Hombre, siempre te quedarán los pakillos.


----------



## carloszorro (3 Sep 2009)

Germain, Germain, siempre con ese toque de humor negro


----------



## carloszorro (30 Abr 2010)

Monsterspeculator dijo:


> Ya han subido los precios > 13,30€
> 
> Enhorabuena a los que compraron por debajo de 12.



Que tiempos aquellos!!!

En Alemania ya no hay por debajo de 16,65 €


----------



## carloszorro (30 Abr 2010)

18,75$ y subiendo :fiufiu:


----------



## merche400 (30 Abr 2010)

yo compre en geiger las eagle....un poco por debajo de los.....

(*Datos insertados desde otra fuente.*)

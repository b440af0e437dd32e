//! Filesystem access used by the tree builder
//!
//! `TreeBuilder` never touches `std::fs` directly. It asks a `FileSystem` for
//! the kind and size of a path and for the names inside a directory, so the
//! traversal can run against an in-memory tree in tests.

use std::ffi::OsString;
use std::fs;
use std::io;
use std::path::Path;

use crate::tree::EntryKind;

/// What the builder needs to know about one path.
#[derive(Debug, Clone, Copy, PartialEq, Eq)]
pub struct FileStat {
    pub kind: EntryKind,
    /// Byte length; only meaningful for regular files.
    pub size: u64,
}

/// Source of metadata and directory listings.
pub trait FileSystem {
    /// Lazy, single-pass sequence of child names.
    type Names: Iterator<Item = io::Result<OsString>>;

    /// Look up `path`. With `follow_symlinks` the target of a link is
    /// classified (stat), otherwise the link itself (lstat).
    fn metadata(&self, path: &Path, follow_symlinks: bool) -> io::Result<FileStat>;

    /// Open `path` for listing.
    fn read_dir(&self, path: &Path) -> io::Result<Self::Names>;
}

/// `FileSystem` backed by `std::fs`.
#[derive(Debug, Clone, Copy, Default)]
pub struct OsFileSystem;

/// Names yielded by `std::fs::read_dir`.
pub struct OsNames(fs::ReadDir);

impl Iterator for OsNames {
    type Item = io::Result<OsString>;

    fn next(&mut self) -> Option<Self::Item> {
        self.0
            .next()
            .map(|entry| entry.map(|entry| entry.file_name()))
    }
}

impl FileSystem for OsFileSystem {
    type Names = OsNames;

    fn metadata(&self, path: &Path, follow_symlinks: bool) -> io::Result<FileStat> {
        let meta = if follow_symlinks {
            fs::metadata(path)?
        } else {
            fs::symlink_metadata(path)?
        };
        let file_type = meta.file_type();
        let kind = if file_type.is_file() {
            EntryKind::Regular
        } else if file_type.is_dir() {
            EntryKind::Directory
        } else {
            EntryKind::Other
        };
        Ok(FileStat {
            kind,
            size: meta.len(),
        })
    }

    fn read_dir(&self, path: &Path) -> io::Result<Self::Names> {
        fs::read_dir(path).map(OsNames)
    }
}

#[cfg(test)]
mod tests {
    use super::*;

    #[test]
    fn test_os_metadata_classifies_file_and_dir() {
        let dir = tempfile::TempDir::new().unwrap();
        fs::write(dir.path().join("five.txt"), "hello").unwrap();

        let file = OsFileSystem
            .metadata(&dir.path().join("five.txt"), true)
            .unwrap();
        assert_eq!(file.kind, EntryKind::Regular);
        assert_eq!(file.size, 5);

        let root = OsFileSystem.metadata(dir.path(), true).unwrap();
        assert_eq!(root.kind, EntryKind::Directory);
    }

    #[test]
    fn test_os_metadata_missing_path() {
        let dir = tempfile::TempDir::new().unwrap();
        let err = OsFileSystem
            .metadata(&dir.path().join("missing"), true)
            .unwrap_err();
        assert_eq!(err.kind(), io::ErrorKind::NotFound);
    }

    #[cfg(unix)]
    #[test]
    fn test_os_metadata_symlink_follow_and_no_follow() {
        let dir = tempfile::TempDir::new().unwrap();
        fs::create_dir(dir.path().join("real")).unwrap();
        std::os::unix::fs::symlink(dir.path().join("real"), dir.path().join("link")).unwrap();

        let followed = OsFileSystem.metadata(&dir.path().join("link"), true).unwrap();
        assert_eq!(followed.kind, EntryKind::Directory);

        let own = OsFileSystem.metadata(&dir.path().join("link"), false).unwrap();
        assert_eq!(own.kind, EntryKind::Other);
    }

    #[test]
    fn test_os_read_dir_yields_names() {
        let dir = tempfile::TempDir::new().unwrap();
        fs::write(dir.path().join("a"), "").unwrap();
        fs::create_dir(dir.path().join("b")).unwrap();

        let mut names: Vec<OsString> = OsFileSystem
            .read_dir(dir.path())
            .unwrap()
            .collect::<io::Result<_>>()
            .unwrap();
        names.sort();
        assert_eq!(names, vec![OsString::from("a"), OsString::from("b")]);
    }
}
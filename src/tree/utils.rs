//! Shared helpers for tree building

use std::ffi::OsStr;

use glob::Pattern;
use tracing::warn;

/// Longest accepted file name in bytes (Linux `NAME_MAX`).
pub const MAX_NAME_LEN: usize = 255;

/// Byte length of `name` if it exceeds `MAX_NAME_LEN`.
pub fn name_overflow(name: &OsStr) -> Option<usize> {
    let len = name.as_encoded_bytes().len();
    (len > MAX_NAME_LEN).then_some(len)
}

/// Copy `name` into an owned string, reporting allocation failure as `None`.
pub fn copy_name(name: &OsStr) -> Option<String> {
    let lossy = name.to_string_lossy();
    let mut owned = String::new();
    owned.try_reserve_exact(lossy.len()).ok()?;
    owned.push_str(&lossy);
    Some(owned)
}

/// `.` and `..` are never listed.
pub fn is_dot_entry(name: &OsStr) -> bool {
    name == "." || name == ".."
}

/// Compile ignore patterns, dropping the ones that do not parse.
pub fn compile_patterns(patterns: &[String]) -> Vec<Pattern> {
    patterns
        .iter()
        .filter_map(|p| match Pattern::new(p) {
            Ok(pattern) => Some(pattern),
            Err(e) => {
                warn!(pattern = %p, error = %e, "invalid ignore pattern, skipped");
                None
            }
        })
        .collect()
}

/// Check if a name matches any ignore pattern.
pub fn should_ignore_name(name: &OsStr, patterns: &[Pattern]) -> bool {
    if patterns.is_empty() {
        return false;
    }
    let name = name.to_string_lossy();
    patterns.iter().any(|p| p.matches(&name))
}
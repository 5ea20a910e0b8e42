//! Invalid-identifier store: selections that vanished from their results
//!
//! Purely a notification ledger for passive user review; it never touches
//! project state by itself. Records are created by the apply-results
//! reaction and destroyed when the user deliberately edits that face's
//! query.

use std::collections::HashMap;

use crate::model::{Face, SearchQuery};

/// A selection that is no longer present in the current result list.
#[derive(Clone, Debug, PartialEq)]
pub struct InvalidIdentifier {
    pub query: SearchQuery,
    pub identifier: String,
}

/// Per-slot, per-face ledger of invalidated selections.
#[derive(Clone, Debug, Default, PartialEq)]
pub struct InvalidIdentifiersState {
    pub records: HashMap<(usize, Face), InvalidIdentifier>,
}

impl InvalidIdentifiersState {
    /// Record an invalidated selection, overwriting any prior record for
    /// that slot/face.
    pub fn record(
        &mut self,
        slot: usize,
        face: Face,
        query: SearchQuery,
        identifier: String,
    ) -> bool {
        let record = InvalidIdentifier { query, identifier };
        if self.records.get(&(slot, face)) == Some(&record) {
            return false;
        }
        self.records.insert((slot, face), record);
        true
    }

    /// Clear the record for one slot/face.
    pub fn clear(&mut self, slot: usize, face: Face) -> bool {
        self.records.remove(&(slot, face)).is_some()
    }

    /// Clear every record.
    pub fn clear_all(&mut self) -> bool {
        if self.records.is_empty() {
            return false;
        }
        self.records.clear();
        true
    }

    /// The record for one slot/face, if any.
    pub fn get(&self, slot: usize, face: Face) -> Option<&InvalidIdentifier> {
        self.records.get(&(slot, face))
    }

    /// Number of records.
    pub fn len(&self) -> usize {
        self.records.len()
    }

    /// Whether the ledger is empty.
    pub fn is_empty(&self) -> bool {
        self.records.is_empty()
    }

    /// Renumber records after slots were deleted.
    ///
    /// `removed` must be sorted ascending (as returned by
    /// [`Project::delete_slots`](crate::state::Project::delete_slots)).
    /// Records for removed slots are dropped; records for later slots shift
    /// down by the count removed before them.
    pub fn apply_deletion(&mut self, removed: &[usize]) -> bool {
        if removed.is_empty() || self.records.is_empty() {
            return false;
        }
        let old = std::mem::take(&mut self.records);
        let mut changed = false;
        for ((slot, face), record) in old {
            if removed.binary_search(&slot).is_ok() {
                changed = true;
                continue;
            }
            let shift = removed.partition_point(|&r| r < slot);
            if shift > 0 {
                changed = true;
            }
            self.records.insert((slot - shift, face), record);
        }
        changed
    }
}
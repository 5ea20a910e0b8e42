//! Decklist text import
//!
//! Parses the plain-text decklist format: one query per line with an
//! optional quantity prefix (`2x island`, `2 island`, or a bare `island`),
//! `t:` marking token queries. Blank lines and `#` comments are skipped.
//! CSV and import-site URL flows are handled elsewhere.

use crate::model::{CardType, SearchQuery};
use crate::state::Slot;

/// One parsed decklist line.
#[derive(Clone, Debug, PartialEq, Eq)]
pub struct DecklistLine {
    pub quantity: usize,
    pub query: SearchQuery,
}

/// Parse a whole decklist.
pub fn parse_decklist(text: &str) -> Vec<DecklistLine> {
    text.lines().filter_map(parse_line).collect()
}

/// Build front-face slots for every parsed line, in order.
pub fn slots_from_text(text: &str) -> Vec<Slot> {
    parse_decklist(text)
        .into_iter()
        .flat_map(|line| {
            std::iter::repeat_with(move || Slot::front_query(line.query.clone()))
                .take(line.quantity)
        })
        .collect()
}

fn parse_line(line: &str) -> Option<DecklistLine> {
    let line = line.trim();
    if line.is_empty() || line.starts_with('#') {
        return None;
    }
    let (quantity, rest) = split_quantity(line);
    let (card_type, name) = match rest.strip_prefix("t:") {
        Some(token_name) => (CardType::Token, token_name),
        None => (CardType::Card, rest),
    };
    let name = name.trim();
    if name.is_empty() {
        return None;
    }
    Some(DecklistLine {
        quantity,
        query: SearchQuery {
            query: name.to_string(),
            card_type,
        },
    })
}

/// Split an optional leading quantity (`2x rest`, `2 rest`) off a line.
fn split_quantity(line: &str) -> (usize, &str) {
    let mut parts = line.splitn(2, char::is_whitespace);
    let first = parts.next().unwrap_or_default();
    if let Some(rest) = parts.next() {
        let digits = first
            .strip_suffix(['x', 'X'])
            .filter(|d| !d.is_empty())
            .unwrap_or(first);
        if let Ok(quantity) = digits.parse::<usize>() {
            if quantity > 0 {
                return (quantity, rest);
            }
        }
    }
    (1, line)
}
//! Dispatch loop: actions in, reductions and spawned reactions out

use tokio::sync::mpsc;
use tokio_util::sync::CancellationToken;
use tracing::{debug, trace};

use crate::action::Action;
use crate::handle::StateHandle;
use crate::listener::{Dispatcher, ListenerCtx, ListenerRegistry};
use crate::store::{Middleware, NoopMiddleware, Reducer};

/// Owns the action channel, the shared state, and the listener registry.
///
/// Build the runtime, register listeners, hand out [`Dispatcher`]s and the
/// [`StateHandle`], then spawn [`ListenerRuntime::run`]. The loop applies
/// each received action through the reducer, then evaluates every listener
/// predicate against the post-transition state and spawns the matching
/// reactions. Reactions are independent tasks: they interleave freely and a
/// failure in one never reaches its siblings.
pub struct ListenerRuntime<S, A: Action> {
    handle: StateHandle<S, A>,
    registry: ListenerRegistry<S, A>,
    action_tx: mpsc::UnboundedSender<A>,
    action_rx: mpsc::UnboundedReceiver<A>,
    cancel: CancellationToken,
}

impl<S, A> ListenerRuntime<S, A>
where
    S: Send + Sync + 'static,
    A: Action,
{
    /// Create a runtime with no middleware.
    pub fn new(state: S, reducer: Reducer<S, A>) -> Self {
        Self::with_middleware(state, reducer, NoopMiddleware)
    }

    /// Create a runtime with middleware hooks around the reducer.
    pub fn with_middleware<M>(state: S, reducer: Reducer<S, A>, middleware: M) -> Self
    where
        M: Middleware<A> + Send + 'static,
    {
        let (action_tx, action_rx) = mpsc::unbounded_channel();
        Self {
            handle: StateHandle::with_middleware(state, reducer, middleware),
            registry: ListenerRegistry::new(),
            action_tx,
            action_rx,
            cancel: CancellationToken::new(),
        }
    }

    /// Clone the shared state handle.
    pub fn handle(&self) -> StateHandle<S, A> {
        self.handle.clone()
    }

    /// Create a dispatcher feeding this runtime's action channel.
    pub fn dispatcher(&self) -> Dispatcher<A> {
        Dispatcher::new(self.action_tx.clone())
    }

    /// The listener registry, for rule registration.
    pub fn listeners(&mut self) -> &mut ListenerRegistry<S, A> {
        &mut self.registry
    }

    /// Token that stops the loop when cancelled.
    pub fn cancellation_token(&self) -> CancellationToken {
        self.cancel.clone()
    }

    /// Run the dispatch loop until cancelled.
    ///
    /// The runtime keeps a sender of its own for listener contexts, so the
    /// channel never closes on its own; cancellation is the shutdown path.
    pub async fn run(mut self) {
        loop {
            tokio::select! {
                _ = self.cancel.cancelled() => {
                    debug!("dispatch loop cancelled");
                    break;
                }
                action = self.action_rx.recv() => match action {
                    Some(action) => self.process(action).await,
                    None => break,
                },
            }
        }
    }

    async fn process(&mut self, action: A) {
        let changed = self.handle.dispatch(action.clone()).await;
        trace!(action = action.name(), changed, "action applied");

        let state = self.handle.read().await;
        for listener in self.registry.iter() {
            if listener.matches(&action, changed, &state) {
                trace!(
                    listener = listener.name(),
                    action = action.name(),
                    "reaction spawned"
                );
                let ctx = ListenerCtx::new(self.handle.clone(), Dispatcher::new(self.action_tx.clone()));
                tokio::spawn(listener.invoke(action.clone(), ctx));
            }
        }
    }
}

(me da un poco de vergüenza decirlo.....)








12 euros.


----------



## carloszorro (30 Abr 2010)

merche400 dijo:


> yo compre en geiger las eagle....un poco por debajo de los.....
> 
> 
> 
> ...



No está mal, viendo como se encuentran los mercados en general, una revalorización de practicamente el 30% en menos de 12 meses no está nada mal


----------



## merche400 (30 Abr 2010)

las vendía todas las eagles(era un MBox) hace poco entre colegas a 16 euros.

Eso es una revalorizacion de 4 euros por moneda... un 33% en apenas unos meses.


----------



## Josh Cluni (30 Abr 2010)

No hace falta ir tan lejos. En la bajadilla de febrero, hace apenas 2 meses compre filarmonicas a 14.20. Me arrepiento de no haber comprado mas, pero espero poder aprovechar la siguiente correccion para cargar mas.


----------



## segundaresidencia (1 May 2010)

merche400 dijo:


> yo compre en geiger las eagle....un poco por debajo de los.....
> (me da un poco de vergüenza decirlo.....)
> 12 euros.



yo las compré por algo menos que tu,muy poquito,bastantes :rolleye:,la parienta casi me pide divorcio, ahora la enseño lo que valen : y ya se la pasó el enfado.
un saludo


----------



## Deudor (1 May 2010)

segundaresidencia dijo:


> yo las compré por algo menos que tu,muy poquito,bastantes :rolleye:,la parienta casi me pide divorcio, ahora la enseño lo que valen : y ya se la pasó el enfado.
> un saludo



Que suerte la tuya. A mi ni con esas me perdona.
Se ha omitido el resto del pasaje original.